天使みたいな笑顔で俺に笑いかけて、料理もうめーし、文句はなんもねー。
組織の仕事も完璧にこなしやがる。あの方のお気に入りで今はノックかそーじゃねーかを調べているらしい。
こいつに出会うまでの俺はただ黒に染まるだけの日々だった。手が赤く染められるだけの毎日だった。
『ジン、どうしたの?考え事?』
けど、今は毎日が明るい。
手が真っ赤に染まる事があっても、幸せだって思える。
コイツの存在が大きくて、大切で最近では失う事に恐怖を覚えている。
「嗚呼。
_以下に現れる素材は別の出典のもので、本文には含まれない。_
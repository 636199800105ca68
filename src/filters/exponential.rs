use super::PointFilter;
use crate::constants::{SMOOTHING_ALPHA_MAX, SMOOTHING_ALPHA_MIN};
use crate::geometry::ScreenPoint;
use crate::utils::lerp;
use crate::{Error, Result};
use serde::{Deserialize, Serialize};

/// Last output of the smoother
#[derive(Debug, Clone, Copy, PartialEq, Serialize, Deserialize)]
pub struct SmoothingState {
    pub x: f64,
    pub y: f64,
}

impl From<ScreenPoint> for SmoothingState {
    fn from(p: ScreenPoint) -> Self {
        Self { x: p.x, y: p.y }
    }
}

impl From<SmoothingState> for ScreenPoint {
    fn from(s: SmoothingState) -> Self {
        Self::new(s.x, s.y)
    }
}

/// Check a smoothing factor lies in `(0, 1]`
///
/// # Errors
///
/// Returns a configuration error naming the rejected value
pub fn validate_alpha(alpha: f64) -> Result<()> {
    if alpha > SMOOTHING_ALPHA_MIN && alpha <= SMOOTHING_ALPHA_MAX {
        Ok(())
    } else {
        Err(Error::ConfigError(format!(
            "Smoothing alpha must be in (0, 1], got {alpha}"
        )))
    }
}

/// One smoothing step: move `current` toward `raw` by `alpha` on each axis
#[must_use]
pub fn smooth(current: SmoothingState, raw: ScreenPoint, alpha: f64) -> SmoothingState {
    SmoothingState {
        x: lerp(current.x, raw.x, alpha),
        y: lerp(current.y, raw.y, alpha),
    }
}

/// Exponential smoother over surface positions
///
/// Holds no state until the first sample; the first sample after construction
/// or [`reset`](PointFilter::reset) is returned unchanged, so the marker snaps
/// to a reacquired face instead of gliding in from a stale position.
#[derive(Debug, Clone)]
pub struct PositionSmoother {
    alpha: f64,
    state: Option<SmoothingState>,
}

impl PositionSmoother {
    /// Create a smoother
    ///
    /// # Errors
    ///
    /// Returns an error if alpha is not in the range (0, 1]
    pub fn new(alpha: f64) -> Result<Self> {
        validate_alpha(alpha)?;
        Ok(Self { alpha, state: None })
    }

    #[must_use]
    pub const fn alpha(&self) -> f64 {
        self.alpha
    }

    #[must_use]
    pub const fn state(&self) -> Option<SmoothingState> {
        self.state
    }
}

impl PointFilter for PositionSmoother {
    fn apply(&mut self, raw: ScreenPoint) -> ScreenPoint {
        let next = match self.state {
            Some(current) => smooth(current, raw, self.alpha),
            None => SmoothingState::from(raw),
        };
        self.state = Some(next);
        next.into()
    }

    fn reset(&mut self) {
        self.state = None;
    }

    fn name(&self) -> &str {
        "PositionSmoother"
    }
}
明日の取引が上手く進んでねーんだよ。」
隣りのソファに座って髪を耳に掛けると、どれどれとスマホを覗いてくる。
その時のふわりと香る薔薇の香りが俺の心を包む。
安心感
一言で表せばそう言うだろう。
『嗚呼…ジン?これ送れてないよ?』
コテッと首を傾げスマホの画面を指差す。
「あ?どうして分かる?」
慣れないスマホよりも折りたたみ式で連絡を取りたかったがあっちがスマホで、それもSNSなんかのアプリを使ってやがるから俺もやらなきゃいけなくなっちまった。
『ここ、送信ボタン押さないと』
クスクスと笑って、ジンらしいと弄ってくる。
「ちっ、慣れねーもんやらされてんだ。仕方ねーだろ。」
少し恥ずかしさで顔に熱を感じる。
『連絡なら私が取ってあげる。今回だけだからね?』
俺からスマホを奪い取り慣れたように操作する。
『はい。できたよ』
微笑むコイツの顔にまた見惚れて俺は改めてこいつに出会って良かったと思う。
「…すまねーな。」
俺の頭を撫でてくるコイツの手の温もりは俺の心を安心させてくれる。
コイツが年下だって事も分かってるが、撫でられて嫌な気分にはなんねー。